### Problem to work on
Please quote exactly the lines below from the line containing "use barlab_core::EngineError;" to the line containing "let path = csv_path(&config.csv_dir, symbol);", both lines included, and nothing else.

[Stored data entries]
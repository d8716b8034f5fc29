//! Bar loading from a directory of per-symbol CSV files.
//!
//! Each symbol reads `<csv_dir>/<symbol>.csv`. The first row is a header and
//! is skipped; columns are positional:
//!
//! ```text
//! datetime,open,high,low,close,volume
//! 2015-04-08,10.10,10.40,9.95,10.32,1203400
//! ```
//!
//! Rows are expected in ascending time order; they are sorted anyway before
//! alignment. Timestamps parse with the configured format, falling back to a
//! date-only parse at midnight.

use barlab_core::data::{align_symbols, AlignedData, HistoricBarHandler};
use barlab_core::domain::Bar;
use barlab_core::EngineError;
use chrono::{NaiveDate, NaiveDateTime, NaiveTime};
use std::collections::HashMap;
use std::path::{Path, PathBuf};
use thiserror::Error;
use tracing::{debug, info};

use crate::config::DataConfig;

const COLUMNS: [&str; 6] = ["datetime", "open", "high", "low", "close", "volume"];

/// Errors from the data loading layer.
#[derive(Debug, Error)]
pub enum LoadError {
    #[error("failed to open {path}: {source}")]
    Io {
        path: PathBuf,
        #[source]
        source: std::io::Error,
    },

    #[error("failed to read CSV for '{symbol}': {source}")]
    Csv {
        symbol: String,
        #[source]
        source: csv::Error,
    },

    #[error("bad row for '{symbol}' at line {line}: {reason}")]
    Parse {
        symbol: String,
        line: u64,
        reason: String,
    },

    #[error("no rows in {path}")]
    Empty { path: PathBuf },

    #[error("alignment failed: {0}")]
    Engine(#[from] EngineError),
}

/// Aligned bars plus provenance.
#[derive(Debug, Clone)]
pub struct LoadedData {
    pub aligned: AlignedData,
    /// BLAKE3 hash over all aligned bar data.
    pub dataset_hash: String,
    /// Rows read per symbol, before alignment.
    pub rows_read: HashMap<String, usize>,
}

impl LoadedData {
    pub fn into_handler(self) -> HistoricBarHandler {
        HistoricBarHandler::from_aligned(self.aligned)
    }
}

/// Path of the CSV file for `symbol`.
pub fn csv_path(csv_dir: &Path, symbol: &str) -> PathBuf {
    csv_dir.join(format!("{symbol}.csv"))
}

/// Load and align every configured symbol.
pub fn load_bars(config: &DataConfig) -> Result<LoadedData, LoadError> {
    let mut series = HashMap::new();
    let mut rows_read = HashMap::new();
    for symbol in &config.symbols {
        let path = csv_path(&config.csv_dir, symbol);
        let bars = read_symbol_csv(&path, symbol, &config.date_format)?;
        debug!(symbol = %symbol, rows = bars.len(), path = %path.display(), "loaded bars");
        rows_read.insert(symbol.clone(), bars.len());
        series.insert(symbol.clone(), bars);
    }

    let aligned = align_symbols(&config.symbols, series)?;
    let dataset_hash = aligned.fingerprint();
    info!(
        symbols = config.symbols.len(),
        timestamps = aligned.len(),
        dataset_hash = %dataset_hash,
        "data aligned"
    );
    Ok(LoadedData {
        aligned,
        dataset_hash,
        rows_read,
    })
}

/// Read one symbol's file into bars sorted by timestamp.
pub fn read_symbol_csv(path: &Path, symbol: &str, date_format: &str) -> Result<Vec<Bar>, LoadError> {
    let file = std::fs::File::open(path).map_err(|source| LoadError::Io {
        path: path.to_path_buf(),
        source,
    })?;
    let mut reader = csv::ReaderBuilder::new()
        .has_headers(true)
        .trim(csv::Trim::All)
        .from_reader(file);

    let mut bars = Vec::new();
    for record in reader.records() {
        let record = record.map_err(|source| LoadError::Csv {
            symbol: symbol.to_string(),
            source,
        })?;
        let line = record.position().map_or(0, |p| p.line());
        bars.push(parse_record(&record, symbol, date_format, line)?);
    }

    if bars.is_empty() {
        return Err(LoadError::Empty {
            path: path.to_path_buf(),
        });
    }
    bars.sort_by_key(|b| b.timestamp);
    Ok(bars)
}

fn parse_record(
    record: &csv::StringRecord,
    symbol: &str,
    date_format: &str,
    line: u64,
) -> Result<Bar, LoadError> {
    let bad = |reason: String| LoadError::Parse {
        symbol: symbol.to_string(),
        line,
        reason,
    };
    if record.len() < COLUMNS.len() {
        return Err(bad(format!(
            "expected {} columns, found {}",
            COLUMNS.len(),
            record.len()
        )));
    }

    let timestamp = parse_timestamp(&record[0], date_format)
        .ok_or_else(|| bad(format!("cannot parse '{}' with format '{date_format}'", &record[0])))?;

    let mut values = [0.0_f64; 5];
    for (i, value) in values.iter_mut().enumerate() {
        let field = &record[i + 1];
        *value = field
            .parse()
            .map_err(|_| bad(format!("{} '{field}' is not a number", COLUMNS[i + 1])))?;
        if !value.is_finite() {
            return Err(bad(format!("{} '{field}' is not finite", COLUMNS[i + 1])));
        }
    }
    let [open, high, low, close, volume] = values;
    let bar = Bar::new(symbol, timestamp, open, high, low, close, volume);
    if !bar.is_sane() || volume < 0.0 {
        return Err(bad(format!(
            "inconsistent bar: open {open} high {high} low {low} close {close} volume {volume}"
        )));
    }
    Ok(bar)
}

/// Parse with `format`; date-only inputs land at midnight.
pub fn parse_timestamp(text: &str, format: &str) -> Option<NaiveDateTime> {
    NaiveDateTime::parse_from_str(text, format)
        .ok()
        .or_else(|| {
            NaiveDate::parse_from_str(text, format)
                .ok()
                .map(|d| d.and_time(NaiveTime::MIN))
        })
}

### Result for this exercise
use barlab_core::EngineError;
use chrono::{NaiveDate, NaiveDateTime, NaiveTime};
use std::collections::HashMap;
use std::path::{Path, PathBuf};
use thiserror::Error;
use tracing::{debug, info};

use crate::config::DataConfig;

const COLUMNS: [&str; 6] = ["datetime", "open", "high", "low", "close", "volume"];

/// Errors from the data loading layer.
#[derive(Debug, Error)]
pub enum LoadError {
    #[error("failed to open {path}: {source}")]
    Io {
        path: PathBuf,
        #[source]
        source: std::io::Error,
    },

    #[error("failed to read CSV for '{symbol}': {source}")]
    Csv {
        symbol: String,
        #[source]
        source: csv::Error,
    },

    #[error("bad row for '{symbol}' at line {line}: {reason}")]
    Parse {
        symbol: String,
        line: u64,
        reason: String,
    },

    #[error("no rows in {path}")]
    Empty { path: PathBuf },

    #[error("alignment failed: {0}")]
    Engine(#[from] EngineError),
}

/// Aligned bars plus provenance.
#[derive(Debug, Clone)]
pub struct LoadedData {
    pub aligned: AlignedData,
    /// BLAKE3 hash over all aligned bar data.
    pub dataset_hash: String,
    /// Rows read per symbol, before alignment.
    pub rows_read: HashMap<String, usize>,
}

impl LoadedData {
    pub fn into_handler(self) -> HistoricBarHandler {
        HistoricBarHandler::from_aligned(self.aligned)
    }
}

/// Path of the CSV file for `symbol`.
pub fn csv_path(csv_dir: &Path, symbol: &str) -> PathBuf {
    csv_dir.join(format!("{symbol}.csv"))
}

/// Load and align every configured symbol.
pub fn load_bars(config: &DataConfig) -> Result<LoadedData, LoadError> {
    let mut series = HashMap::new();
    let mut rows_read = HashMap::new();
    for symbol in &config.symbols {
        let path = csv_path(&config.csv_dir, symbol);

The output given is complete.